Endovascular Techniques Indian Medical PG Question 9: Allen's test is used to diagnose which condition?
- A. Thoracic outlet syndrome
- B. Palmar arch insufficiency (Correct Answer)
- C. Superior vena cava syndrome
- D. Coarctation of the aorta
Endovascular Techniques Explanation: **Explanation:**
**Allen’s Test** is a clinical bedside assessment used to evaluate the **patency of the radial and ulnar arteries** and the adequacy of the **dual blood supply to the hand via the palmar arches**.
1. **Why Option B is Correct:**
The test is performed by asking the patient to clench their fist while the clinician compresses both the radial and ulnar arteries at the wrist. When the patient opens their hand (which appears blanched), the clinician releases pressure from one artery (usually the ulnar). If the palm flushes (reperfuses) within 5–15 seconds, the arch is patent. If the hand remains pale, it indicates **palmar arch insufficiency** or ulnar artery occlusion. This is mandatory before procedures like **Radial Artery Harvesting** (for CABG) or **Arterial Blood Gas (ABG)** sampling to ensure the hand remains viable if the radial artery is compromised.

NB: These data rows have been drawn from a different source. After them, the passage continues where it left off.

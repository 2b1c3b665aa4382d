use chrono::{Datelike, Local, NaiveDate, NaiveDateTime, Timelike, Weekday};
use roll_core::month_short_name;

const MONTHS_LONG: [&str; 12] = [
    "Januari",
    "Februari",
    "Maret",
    "April",
    "Mei",
    "Juni",
    "Juli",
    "Agustus",
    "September",
    "Oktober",
    "November",
    "Desember",
];

fn weekday_long(weekday: Weekday) -> &'static str {
    match weekday {
        Weekday::Mon => "Senin",
        Weekday::Tue => "Selasa",
        Weekday::Wed => "Rabu",
        Weekday::Thu => "Kamis",
        Weekday::Fri => "Jumat",
        Weekday::Sat => "Sabtu",
        Weekday::Sun => "Minggu",
    }
}

fn month_long(month: u32) -> &'static str {
    month
        .checked_sub(1)
        .and_then(|index| MONTHS_LONG.get(index as usize))
        .copied()
        .unwrap_or("")
}

/// Current local wall-clock time at minute precision, the default start time
/// of a new record.
pub fn now_local() -> NaiveDateTime {
    let now = Local::now().naive_local();
    now.with_second(0)
        .and_then(|value| value.with_nanosecond(0))
        .unwrap_or(now)
}

/// `id-ID` long form used by exports: `1/1/2024, 08.00.00`.
pub fn format_locale_datetime(value: &NaiveDateTime) -> String {
    format!(
        "{}/{}/{}, {:02}.{:02}.{:02}",
        value.day(),
        value.month(),
        value.year(),
        value.hour(),
        value.minute(),
        value.second()
    )
}

/// Short form used by the history table: `1 Jan 08.00`.
pub fn format_table_datetime(value: &NaiveDateTime) -> String {
    format!(
        "{} {} {:02}.{:02}",
        value.day(),
        month_short_name(value.month()),
        value.hour(),
        value.minute()
    )
}

/// Header date: `Senin, 1 Januari 2024`.
pub fn format_header_date(date: NaiveDate) -> String {
    format!(
        "{}, {} {} {}",
        weekday_long(date.weekday()),
        date.day(),
        month_long(date.month()),
        date.year()
    )
}
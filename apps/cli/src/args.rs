use std::path::PathBuf;

use clap::{Args, Parser, Subcommand};
use roll_core::ReportTab;

#[derive(Parser, Debug)]
#[command(name = "roll-usage", version, about = "Roll usage monitor")]
pub struct Cli {
    /// Directory holding the local database
    #[arg(long, global = true)]
    pub data_dir: Option<PathBuf>,

    /// Path to config file
    #[arg(short, long, global = true)]
    pub config: Option<PathBuf>,

    /// Enable debug logging
    #[arg(short, long, global = true)]
    pub debug: bool,

    #[command(subcommand)]
    pub command: Command,
}

#[derive(Subcommand, Debug, Clone)]
pub enum Command {
    /// Record a new roll usage
    Add(AddArgs),
    /// Change an existing record
    Edit {
        id: String,
        #[command(flatten)]
        fields: EditArgs,
    },
    /// Delete one record
    Delete {
        id: String,
        /// Skip the confirmation prompt
        #[arg(short, long)]
        yes: bool,
    },
    /// Delete every record
    Reset {
        #[arg(short, long)]
        yes: bool,
    },
    /// End the session; records are kept
    Logout {
        #[arg(short, long)]
        yes: bool,
    },
    /// Show the history table
    List {
        /// Filter by lot, supplier or machine
        #[arg(short, long)]
        search: Option<String>,
    },
    /// Show usage totals
    Report {
        /// supplier, daily, weekly, monthly or all
        #[arg(value_parser = parse_report_view)]
        view: Option<ReportView>,
    },
    /// Write every record to a CSV file
    Export {
        #[arg(short, long)]
        output: Option<PathBuf>,
    },
    /// Show the welcome screen and start the session
    Welcome,
}

#[derive(Args, Debug, Clone)]
pub struct AddArgs {
    #[arg(long)]
    pub lot: String,
    #[arg(long)]
    pub supplier: String,
    #[arg(long)]
    pub machine: String,
    #[arg(long, allow_negative_numbers = true)]
    pub counter: i64,
    /// Start time, e.g. 2024-01-01T08:00 (defaults to now)
    #[arg(long)]
    pub start: Option<String>,
}

#[derive(Args, Debug, Clone, Default)]
pub struct EditArgs {
    #[arg(long)]
    pub lot: Option<String>,
    #[arg(long)]
    pub supplier: Option<String>,
    #[arg(long)]
    pub machine: Option<String>,
    #[arg(long, allow_negative_numbers = true)]
    pub counter: Option<i64>,
    #[arg(long)]
    pub start: Option<String>,
}

#[derive(Debug, Clone, Copy, PartialEq, Eq)]
pub enum ReportView {
    Tab(ReportTab),
    All,
}

fn parse_report_view(value: &str) -> Result<ReportView, String> {
    if value.trim().eq_ignore_ascii_case("all") {
        return Ok(ReportView::All);
    }
    value
        .parse::<ReportTab>()
        .map(ReportView::Tab)
        .map_err(|err| err.to_string())
}
use std::path::PathBuf;

use roll_app::AppPaths;

const DATA_DIR_NAME: &str = "roll-usage";

#[derive(Debug, Clone)]
pub struct DataDirResolution {
    pub paths: AppPaths,
    pub matched_existing: bool,
}

/// `--data-dir` when given, otherwise the platform data directory.
pub fn resolve_data_dir(explicit: Option<PathBuf>) -> Result<DataDirResolution, String> {
    let dir = match explicit {
        Some(dir) => dir,
        None => dirs::data_dir()
            .map(|base| base.join(DATA_DIR_NAME))
            .ok_or_else(|| "resolve data dir".to_string())?,
    };
    let paths = AppPaths::new(dir);
    let matched_existing = paths.db_path.exists();
    Ok(DataDirResolution {
        paths,
        matched_existing,
    })
}
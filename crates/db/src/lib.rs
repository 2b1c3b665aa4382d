mod error;
mod migrations;
mod records;
mod session;
mod storage;

use std::path::Path;

use rusqlite::Connection;

pub use error::{DbError, Result};
pub use records::RECORDS_KEY;
pub use session::WELCOME_SHOWN_KEY;

/// Local profile storage: a persistent key/value area and a session area
/// that is wiped on logout.
pub struct Db {
    conn: Connection,
}

impl Db {
    pub fn open(path: impl AsRef<Path>) -> Result<Self> {
        let conn = Connection::open(path)?;
        conn.pragma_update(None, "journal_mode", "WAL")?;
        conn.pragma_update(None, "synchronous", "NORMAL")?;
        conn.pragma_update(None, "temp_store", "MEMORY")?;
        Ok(Self { conn })
    }
}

2. **Why Other Options are Incorrect:**
* **Thoracic Outlet Syndrome (TOS):** Diagnosed using **Adson’s test**, Roos test, or Wright’s maneuver, which assess compression of the neurovascular bundle at the neck/shoulder.
* **Superior Vena Cava (SVC) Syndrome:** Characterized by facial puffiness and dilated neck veins; diagnosed via clinical signs (Pemberton’s sign) and CT imaging.
* **Coarctation of the Aorta:** Identified by radio-femoral delay and rib notching on X-ray.
**High-Yield Clinical Pearls for NEET-PG:**
* **Modified Allen’s Test:** The standard version used today where only one artery is released at a time.
* **Normal Refill Time:** Less than 7 seconds is considered normal; 7–15 seconds is equivocal; **>15 seconds is abnormal**.
* **Alternative:** If Allen’s test is inconclusive, **Pulse Oximetry** or **Doppler Ultrasound** can be used for more objective assessment.
Endovascular Techniques Indian Medical PG Question 10: What is the preferred material for femoro-popliteal bypass?
- A. Dacron
- B. Polytetrafluoroethylene (PTFE)
- C. Saphenous vein (Correct Answer)
- D. Gore-Tex
Endovascular Techniques Explanation: **Explanation:**
The **Great Saphenous Vein (GSV)** is considered the "gold standard" conduit for infrainguinal arterial bypass, including femoro-popliteal bypass.
**Why Saphenous Vein is Correct:**
The GSV is preferred due to its superior **long-term patency rates** compared to synthetic grafts. Being an autologous living tissue, it possesses an intact endothelial lining that produces nitric oxide and prostacyclin, which are essential for preventing thrombosis. It also has better resistance to infection and handles mechanical stress (like knee flexion) more effectively than rigid synthetic materials.
**Why Other Options are Incorrect:**
* **Dacron (Polyester):** While excellent for large-diameter, high-flow vessels like the aorta (e.g., AAA repair), it has poor patency in smaller peripheral vessels due to high thrombogenicity and compliance mismatch.
* **PTFE (Polytetrafluoroethylene) & Gore-Tex:** PTFE (Gore-Tex is a brand name) is the second-line choice used only when the saphenous vein is unavailable or inadequate. While acceptable for bypasses ending *above* the knee, its performance is significantly inferior to the GSV for *below-knee* bypasses due to the risk of intimal hyperplasia and thrombosis.
**High-Yield Clinical Pearls for NEET-PG:**
* **Patency Rule:** Autologous vein > Synthetic graft.
* **Reversed vs. In-situ:** The GSV can be used as a "reversed" graft (to bypass valves) or "in-situ" (where valves are lysed with a valvulotome).
* **Infection:** In a contaminated field or infected site, synthetic grafts are strictly contraindicated; autologous veins must be used.
* **Alternative Veins:** If the GSV is absent, the Small Saphenous Vein or cephalic/basilic veins are the next autologous options.